The fragment part of a URL is used to specify information that is interpreted to specify what data format is to be used, as well as additional controls for that data format.
For NCZarr support, the following _key=value_ pairs are allowed.

- mode=nczarr|zarr|noxarray|file|zip|s3

Typically one will specify two mode flags: one to indicate what format
to use and one to specify the way the dataset is to be stored.
For example, a common one is "mode=zarr,file"

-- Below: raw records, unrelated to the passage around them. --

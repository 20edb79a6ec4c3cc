//! 文档存储接口 - 基础设施层
//!
//! 只暴露"文档读写"的能力

use std::future::Future;

use serde_json::Value as JsonValue;

use crate::error::StoreError;

/// 文档存储能力
///
/// 职责：
/// - 暴露 create / update / query 三个能力
/// - 不认识 Question / Session
/// - 不处理业务流程
pub trait DocumentStore: Send + Sync {
    /// 新建文档，返回生成的文档 id
    fn create(
        &self,
        collection: &str,
        data: JsonValue,
    ) -> impl Future<Output = Result<String, StoreError>> + Send;

    /// 按 id 更新已有文档，顶层字段浅合并（同名字段覆盖）
    fn update(
        &self,
        collection: &str,
        id: &str,
        partial: JsonValue,
    ) -> impl Future<Output = Result<(), StoreError>> + Send;

    /// 查询指定字段等于给定值的所有文档
    fn query(
        &self,
        collection: &str,
        field: &str,
        value: &str,
    ) -> impl Future<Output = Result<Vec<(String, JsonValue)>, StoreError>> + Send;
}
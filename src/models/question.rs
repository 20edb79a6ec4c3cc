use serde::{Deserialize, Serialize};

/// 可选项字母，对应 CSV 的 Group_X / Option_X 列
pub const CHOICE_LETTERS: [char; 5] = ['A', 'B', 'C', 'D', 'E'];

/// 题库中的一道题（CSV 一行）
///
/// `ilo` 是题目所属类别码，`question` 是题干；
/// 每个选项由分组标签（作答时记录的值）和展示文本两部分组成
#[derive(Debug, Clone, Default, Serialize, Deserialize)]
pub struct QuestionRecord {
    #[serde(rename = "ILO", default)]
    pub ilo: String,
    #[serde(rename = "Question", default)]
    pub question: String,
    #[serde(rename = "Group_A", default)]
    pub group_a: String,
    #[serde(rename = "Group_B", default)]
    pub group_b: String,
    #[serde(rename = "Group_C", default)]
    pub group_c: String,
    #[serde(rename = "Group_D", default)]
    pub group_d: String,
    #[serde(rename = "Group_E", default)]
    pub group_e: String,
    #[serde(rename = "Option_A", default)]
    pub option_a: String,
    #[serde(rename = "Option_B", default)]
    pub option_b: String,
    #[serde(rename = "Option_C", default)]
    pub option_c: String,
    #[serde(rename = "Option_D", default)]
    pub option_d: String,
    #[serde(rename = "Option_E", default)]
    pub option_e: String,
}

/// 供展示与作答的单个选项
#[derive(Debug, Clone, PartialEq, Eq)]
pub struct AnswerChoice {
    /// 选项字母（A-E）
    pub letter: char,
    /// 作答时记录的分组标签（vibe 代码），也是最终统计的 key
    pub label: String,
    /// 展示给用户的选项文本
    pub text: String,
}

impl QuestionRecord {
    /// 类别与题干均非空才可用
    pub fn is_usable(&self) -> bool {
        !self.ilo.trim().is_empty() && !self.question.trim().is_empty()
    }

    /// 取指定选项的分组标签，选项不存在时返回空串
    pub fn group(&self, letter: char) -> &str {
        match letter.to_ascii_uppercase() {
            'A' => self.group_a.as_str(),
            'B' => self.group_b.as_str(),
            'C' => self.group_c.as_str(),
            'D' => self.group_d.as_str(),
            'E' => self.group_e.as_str(),
            _ => "",
        }
    }

    /// 取指定选项的展示文本，选项不存在时返回空串
    pub fn option_text(&self, letter: char) -> &str {
        match letter.to_ascii_uppercase() {
            'A' => self.option_a.as_str(),
            'B' => self.option_b.as_str(),
            'C' => self.option_c.as_str(),
            'D' => self.option_d.as_str(),
            'E' => self.option_e.as_str(),
            _ => "",
        }
    }

    /// 列出所有分组标签非空的选项
    pub fn choices(&self) -> Vec<AnswerChoice> {
        CHOICE_LETTERS
            .iter()
            .filter_map(|&letter| {
                let label = self.group(letter);
                if label.trim().is_empty() {
                    return None;
                }
                Some(AnswerChoice {
                    letter,
                    label: label.to_string(),
                    text: self.option_text(letter).to_string(),
                })
            })
            .collect()
    }
}
//! 日志工具模块
//!
//! 提供日志初始化和格式化的辅助函数

use tracing_subscriber::{fmt, EnvFilter};

/// 初始化全局日志订阅器
///
/// 默认级别 info，可通过 RUST_LOG 覆盖
pub fn init() {
    let filter = EnvFilter::try_from_default_env().unwrap_or_else(|_| EnvFilter::new("info"));
    fmt().with_env_filter(filter).init();
}

/// 截断长文本用于日志显示
///
/// # 参数
/// - `text`: 原始文本
/// - `max_len`: 最大长度
///
/// # 返回
/// 返回截断后的文本
pub fn truncate_text(text: &str, max_len: usize) -> String {
    if text.chars().count() > max_len {
        text.chars().take(max_len).collect::<String>() + "..."
    } else {
        text.to_string()
    }
}

#[cfg(test)]
mod tests {
    use super::*;

    #[test]
    fn test_truncate_text() {
        assert_eq!(truncate_text("short", 10), "short");
        assert_eq!(truncate_text("a longer sentence", 8), "a longer...");
    }
}
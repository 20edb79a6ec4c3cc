//! 会话编排器 - 编排层
//!
//! ## 职责
//!
//! 1. **应用初始化**：构建存储与限流器、拉取题库、抽样生成题目序列
//! 2. **登录引导**：校验机构邮箱并生成本次会话的用户身份
//! 3. **会话驱动**：逐题展示、读取作答、驱动 SurveyFlow
//! 4. **结果展示**：会话完成后调用 ResultResolver 并输出最终 vibe
//! 5. **全局统计**：输出会话统计信息

use std::sync::Arc;

use anyhow::Result;
use rand::thread_rng;
use regex::Regex;
use tokio::io::{AsyncBufReadExt, BufReader, Lines, Stdin};
use tracing::{info, warn};
use uuid::Uuid;

use crate::config::Config;
use crate::error::AppError;
use crate::infrastructure::MemoryStore;
use crate::models::identity::Identity;
use crate::models::question::QuestionRecord;
use crate::models::response::ResultSummary;
use crate::services::bank_service::QuestionBank;
use crate::services::resolver::{Resolution, ResultResolver};
use crate::services::sampler;
use crate::services::security::{self, RateLimiter};
use crate::utils::logging::truncate_text;
use crate::workflow::{SubmitOutcome, SurveyCtx, SurveyFlow};

/// 会话统计
#[derive(Debug, Default)]
struct SessionStats {
    answered: usize,
    rejected: usize,
}

/// 应用主结构
pub struct App {
    config: Config,
    store: MemoryStore,
    rate_limiter: Arc<RateLimiter>,
    questions: Vec<QuestionRecord>,
    email_pattern: Regex,
}

impl App {
    /// 初始化应用
    pub async fn initialize(config: Config) -> Result<Self> {
        log_startup(&config);

        let email_pattern = Regex::new(&config.allowed_email_pattern)
            .map_err(|e| AppError::invalid_pattern(&config.allowed_email_pattern, e))?;

        // 拉取题库并抽样出本次会话的题目序列
        let bank = QuestionBank::new(&config);
        let records = bank.load().await;
        let questions = sampler::build_sequence(&records, &config.ilo_order, &mut thread_rng());
        info!("✓ 本次会话共 {} 道题目", questions.len());

        Ok(Self {
            config,
            store: MemoryStore::new(),
            rate_limiter: Arc::new(RateLimiter::new()),
            questions,
            email_pattern,
        })
    }

    /// 运行一次完整的作答会话
    pub async fn run(&self) -> Result<()> {
        if self.questions.is_empty() {
            warn!("⚠️ 题目序列为空（题库缺失或为空），会话结束");
            println!("Loading questions...");
            return Ok(());
        }

        let mut lines = BufReader::new(tokio::io::stdin()).lines();

        // 登录引导
        let identity = self.sign_in(&mut lines).await?;
        info!("✓ 用户登录: {}", identity.email);

        // 逐题作答
        let flow = SurveyFlow::new(&self.config, self.store.clone(), self.rate_limiter.clone());
        let total = self.questions.len();
        let mut session_id: Option<String> = None;
        let mut stats = SessionStats::default();

        for (index, question) in self.questions.iter().enumerate() {
            let question_index = index + 1;
            let ctx = SurveyCtx::new(
                identity.clone(),
                question_index,
                total,
                question.ilo.clone(),
            );

            if self.config.verbose_logging {
                info!("{} 题干: {}", ctx, truncate_text(&question.question, 80));
            }

            // 写入失败或输入无效时停在本题，允许用户重试
            loop {
                print_question(question, question_index, total);
                let Some(input) = lines.next_line().await? else {
                    anyhow::bail!("输入流已关闭，会话中止");
                };

                let Some(answer_label) = pick_answer(question, &input) else {
                    println!("Please select a valid option (A-E).");
                    stats.rejected += 1;
                    continue;
                };

                match flow
                    .submit_answer(session_id.as_deref(), &ctx, question, answer_label)
                    .await
                {
                    Ok(SubmitOutcome::Recorded { session_id: id })
                    | Ok(SubmitOutcome::Completed { session_id: id }) => {
                        session_id = Some(id);
                        stats.answered += 1;
                        break;
                    }
                    Ok(SubmitOutcome::RateLimited) => {
                        println!("You're submitting answers too quickly. Please wait a moment.");
                        stats.rejected += 1;
                    }
                    Ok(SubmitOutcome::Rejected(reason)) => {
                        println!("{}", reason);
                        stats.rejected += 1;
                    }
                    Err(e) => {
                        warn!("作答写入失败: {}", e);
                        println!("Failed to save response. Please try again.");
                        stats.rejected += 1;
                    }
                }
            }
        }

        // 判定并展示结果
        let resolver = ResultResolver::new(self.store.clone(), &self.config.responses_collection);
        match resolver.resolve(&identity.user_id).await {
            Ok(Resolution::Summary(summary)) => print_final(&summary),
            Ok(Resolution::NoResponse) => println!("No response found."),
            Ok(Resolution::NoAnswers) => println!("No valid responses found."),
            Err(e) => {
                warn!("读取作答记录失败: {}", e);
                println!("Error retrieving responses.");
            }
        }

        log_session_complete(&stats, total);

        Ok(())
    }

    /// 登录引导：循环读取邮箱直到通过格式与域名校验
    async fn sign_in(&self, lines: &mut Lines<BufReader<Stdin>>) -> Result<Identity> {
        loop {
            println!("Enter your Minerva email:");
            let Some(input) = lines.next_line().await? else {
                anyhow::bail!("输入流已关闭，会话中止");
            };

            let email = security::sanitize_email(&input);
            if security::is_valid_email(&email)
                && security::email_domain_allowed(&email, &self.email_pattern)
            {
                // 身份标识由身份协作方提供，这里用随机 id 代替
                return Ok(Identity::new(Uuid::new_v4().to_string(), email));
            }

            println!("Please use a valid Minerva email address");
        }
    }
}

/// 选项输入解析：单个字母 A-E，映射为对应的分组标签
fn pick_answer<'a>(question: &'a QuestionRecord, input: &str) -> Option<&'a str> {
    let selection = input.trim();
    let mut chars = selection.chars();
    let letter = chars.next()?;
    if chars.next().is_some() {
        return None;
    }

    let label = question.group(letter);
    if label.trim().is_empty() {
        None
    } else {
        Some(label)
    }
}

/// 展示一道题目
fn print_question(question: &QuestionRecord, index: usize, total: usize) {
    println!();
    println!("Question {} of {}", index, total);
    println!("{}", question.question);
    for choice in question.choices() {
        println!("  {}. {}", choice.letter, choice.text);
    }
    println!("Your answer (A-E):");
}

/// 展示最终结果
fn print_final(summary: &ResultSummary) {
    println!();
    println!("Congratulations!");
    println!("You've successfully completed the Minerva Identity Survey");
    println!("Your Minerva vibe is: {}", summary.minerva_vibe);
}

// ========== 日志辅助函数 ==========

fn log_startup(config: &Config) {
    info!("{}", "=".repeat(60));
    info!("🚀 程序启动 - 问卷会话模式");
    info!("📚 题库来源: {}", config.bank_source);
    info!("📋 类别顺序: {}", config.ilo_order.join(", "));
    info!("{}", "=".repeat(60));
}

fn log_session_complete(stats: &SessionStats, total: usize) {
    info!("\n{}", "=".repeat(60));
    info!("📊 会话完成统计");
    info!("✅ 已作答: {}/{}", stats.answered, total);
    info!("❌ 无效提交: {}", stats.rejected);
    info!("{}", "=".repeat(60));
}

#[cfg(test)]
mod tests {
    use super::*;

    #[test]
    fn test_pick_answer_maps_letter_to_label() {
        let question = QuestionRecord {
            ilo: "CR".to_string(),
            question: "Q?".to_string(),
            group_a: "Tower".to_string(),
            group_b: "Ocean".to_string(),
            ..Default::default()
        };

        assert_eq!(pick_answer(&question, "A"), Some("Tower"));
        assert_eq!(pick_answer(&question, " b "), Some("Ocean"));
        // 没有对应选项或多余输入都视为无效
        assert_eq!(pick_answer(&question, "C"), None);
        assert_eq!(pick_answer(&question, "AB"), None);
        assert_eq!(pick_answer(&question, ""), None);
    }
}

Using _mode=nczarr_ causes the URL to be interpreted as a
reference to a dataset that is stored in NCZarr format.
The _zarr_ mode tells the library to
use NCZarr, but to restrict its operation to operate on pure
Zarr Version 2 datasets.

The modes _s3_, _file_, and _zip_ tell the library what storage
driver to use.
* The _s3_ driver is the default and indicates using Amazon S3 or some equivalent.
* The _file_ format stores data in a directory tree.
* The _zip_ format stores data in a local zip file.

Note that It should be the case that zipping a _file_
format directory tree will produce a file readable by the
_zip_ storage format, and vice-versa.

By default, _mode=zarr_ also supports the XArray _\_ARRAY\_DIMENSIONS_ convention. The _noxarray_ mode tells the library to disable the XArray support.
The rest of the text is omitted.